Ônibus de Grande serventia, Tratamento de Sucata
A maioria da frota que atende os municípios caririzeiros chegou por meio de recursos do Fundo Nacional de Desenvolvimento da Educação (FNDE). São veículos robustos, equipados e caros, pagos com o suor do contribuinte. No entanto, a realidade após a entrega das chaves é desoladora.
Na maioria das cidades da região, o que se vê são “garagens” que não passam de terrenos baldios. Sem cobertura ou pavimentação, os ônibus ficam expostos:
- Ação do Tempo: O sol escaldante do Cariri e as chuvas ocasionais aceleram a deterioração da pintura, borrachas e componentes eletrônicos.
- Poeira e Sujeira: A falta de higienização e o armazenamento em locais inadequados dão um aspecto de abandono a veículos que deveriam ser símbolos de dignidade educacional.
- Dúvida Mecânica: Se não há zelo com a aparência externa e o abrigo do veículo, o que se pode esperar da manutenção preventiva de freios, suspensão e pneus?

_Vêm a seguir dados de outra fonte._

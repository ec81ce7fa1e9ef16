//! Sitemap references: the locators handed to the resolver.

use crate::{Error, Result};
use std::fmt;
use std::hash::{Hash, Hasher};
use url::Url;

/// Suffix marking a gzip-compressed sitemap document.
const COMPRESSED_SUFFIX: &str = ".gz";

/// An absolute URI identifying a sitemap document.
///
/// The string is kept exactly as supplied and is what gets requested over the
/// network. Equality and hashing use the [normalized](Self::normalized) form,
/// which drops one trailing `/`, so `https://x.test/sitemap.xml/` and
/// `https://x.test/sitemap.xml` are the same reference.
#[derive(Debug, Clone, Eq)]
pub struct SitemapReference {
    raw: String,
}

impl SitemapReference {
    /// Wrap a locator without validation.
    pub fn new(raw: impl Into<String>) -> Self {
        Self { raw: raw.into() }
    }

    /// Wrap a locator after checking that it is an absolute http(s) URL.
    pub fn parse(raw: impl Into<String>) -> Result<Self> {
        let raw = raw.into();
        let url = Url::parse(raw.trim()).map_err(|e| Error::InvalidUrl(format!("{raw}: {e}")))?;
        if !matches!(url.scheme(), "http" | "https") {
            return Err(Error::InvalidUrl(format!(
                "{raw}: unsupported scheme '{}'",
                url.scheme()
            )));
        }
        Ok(Self {
            raw: raw.trim().to_string(),
        })
    }

    /// Build the reference for a `<loc>` found inside a sitemap index.
    ///
    /// Index children are stored trimmed of one trailing `/`, so the string
    /// that gets fetched is the normalized form.
    pub fn from_index_loc(loc: &str) -> Self {
        Self::new(trim_one_separator(loc.trim()))
    }

    /// The locator as it will be requested.
    pub fn as_str(&self) -> &str {
        &self.raw
    }

    /// The locator with exactly one trailing `/` removed, if present.
    pub fn normalized(&self) -> &str {
        trim_one_separator(&self.raw)
    }

    /// Whether the final path segment carries the compressed suffix.
    ///
    /// The check is case-insensitive. Query strings and fragments are ignored
    /// when the reference parses as a URL; otherwise the whole string is
    /// tested.
    pub fn is_compressed(&self) -> bool {
        let normalized = self.normalized();
        let path = Url::parse(normalized)
            .map(|url| url.path().to_string())
            .unwrap_or_else(|_| normalized.to_string());
        has_compressed_suffix(&path)
    }
}

fn trim_one_separator(s: &str) -> &str {
    s.strip_suffix('/').unwrap_or(s)
}

fn has_compressed_suffix(path: &str) -> bool {
    let path = trim_one_separator(path);
    path.len() >= COMPRESSED_SUFFIX.len()
        && path
            .get(path.len() - COMPRESSED_SUFFIX.len()..)
            .is_some_and(|tail| tail.eq_ignore_ascii_case(COMPRESSED_SUFFIX))
}

impl PartialEq for SitemapReference {
    fn eq(&self, other: &Self) -> bool {
        self.normalized() == other.normalized()
    }
}

impl Hash for SitemapReference {
    fn hash<H: Hasher>(&self, state: &mut H) {
        self.normalized().hash(state);
    }
}

impl fmt::Display for SitemapReference {
    fn fmt(&self, f: &mut fmt::Formatter<'_>) -> fmt::Result {
        f.write_str(&self.raw)
    }
}

impl AsRef<str> for SitemapReference {
    fn as_ref(&self) -> &str {
        &self.raw
    }
}

impl From<&str> for SitemapReference {
    fn from(raw: &str) -> Self {
        Self::new(raw)
    }
}

impl From<String> for SitemapReference {
    fn from(raw: String) -> Self {
        Self::new(raw)
    }
}

#[cfg(test)]
#[allow(clippy::unwrap_used)]
mod tests {
    use super::*;
    use proptest::prelude::*;
    use std::collections::HashSet;

    #[test]
    fn test_trailing_separator_is_same_reference() {
        let with = SitemapReference::new("https://x.test/sitemap_index.xml/");
        let without = SitemapReference::new("https://x.test/sitemap_index.xml");

        assert_eq!(with, without);
        assert_eq!(with.normalized(), "https://x.test/sitemap_index.xml");

        let set: HashSet<_> = [with, without].into_iter().collect();
        assert_eq!(set.len(), 1);
    }

    #[test]
    fn test_only_one_separator_is_trimmed() {
        let reference = SitemapReference::new("https://x.test/dir//");
        assert_eq!(reference.normalized(), "https://x.test/dir/");
        assert_ne!(reference, SitemapReference::new("https://x.test/dir"));
    }

    #[test]
    fn test_index_loc_is_stored_normalized() {
        let reference = SitemapReference::from_index_loc("  https://x.test/child.xml/ ");
        assert_eq!(reference.as_str(), "https://x.test/child.xml");
    }

    #[test]
    fn test_compressed_suffix_is_case_insensitive() {
        for raw in [
            "https://x.test/sitemap-1.xml.gz",
            "https://x.test/sitemap-1.xml.GZ",
            "https://x.test/sitemap-1.xml.Gz",
            "https://x.test/sitemap-1.xml.gz/",
            "https://x.test/sitemap-1.xml.gz?v=2",
        ] {
            assert!(SitemapReference::new(raw).is_compressed(), "{raw}");
        }

        for raw in [
            "https://x.test/sitemap.xml",
            "https://x.test/gz",
            "https://x.test/sitemap.xml?format=gz",
            "https://x.test/sitemap.gzip",
        ] {
            assert!(!SitemapReference::new(raw).is_compressed(), "{raw}");
        }
    }

    #[test]
    fn test_parse_rejects_non_http() {
        assert!(SitemapReference::parse("https://x.test/sitemap.xml").is_ok());
        assert!(matches!(
            SitemapReference::parse("ftp://x.test/sitemap.xml"),
            Err(Error::InvalidUrl(_))
        ));
        assert!(matches!(
            SitemapReference::parse("sitemap.xml"),
            Err(Error::InvalidUrl(_))
        ));
    }

    proptest! {
        #[test]
        fn prop_trailing_separator_normalizes(path in "[a-z0-9_-]{1,12}(\\.xml)?") {
            let bare = SitemapReference::new(format!("https://x.test/{path}"));
            let slashed = SitemapReference::new(format!("https://x.test/{path}/"));
            prop_assert_eq!(&bare, &slashed);
            prop_assert_eq!(bare.is_compressed(), slashed.is_compressed());
        }

        #[test]
        fn prop_gz_case_does_not_matter(stem in "[a-z0-9_-]{1,12}", upper in any::<bool>()) {
            let suffix = if upper { "GZ" } else { "gz" };
            let reference = SitemapReference::new(format!("https://x.test/{stem}.xml.{suffix}"));
            prop_assert!(reference.is_compressed());
        }
    }
}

O Dinheiro do Povo “ao Relento”
É contraditório que gestões municipais recebam equipamentos de alto custo e não invistam em infraestrutura básica de armazenamento. Um ônibus escolar que fica ao relento deprecia muito mais rápido do que um veículo bem guardado. Isso significa que, em poucos anos, o município terá que solicitar novos recursos ou gastar fortunas em reformas que poderiam ter sido evitadas com uma garagem simples, mas decente.
O Exemplo que vem do Sertão precisa atravessar até a Borborema
A iniciativa do promotor Thomaz Ilton Ferreira no Sertão, que exige vistorias obrigatórias, comprovação de habilitação dos motoristas e análise dos contratos de licitação, deve servir de modelo para os promotores que atuam nas comarcas do Cariri.
A população precisa de respostas sobre:
- Onde o dinheiro da manutenção está sendo aplicado?
- Por que veículos novos estão sendo destruídos pela falta de abrigo?
- Quem garante a segurança mecânica dos nossos filhos nas estradas vicinais?
Não se trata apenas de estética; trata-se de respeito ao dinheiro público e, acima de tudo, da preservação da vida de crianças e adolescentes que dependem desses amarelinhos todos os dias.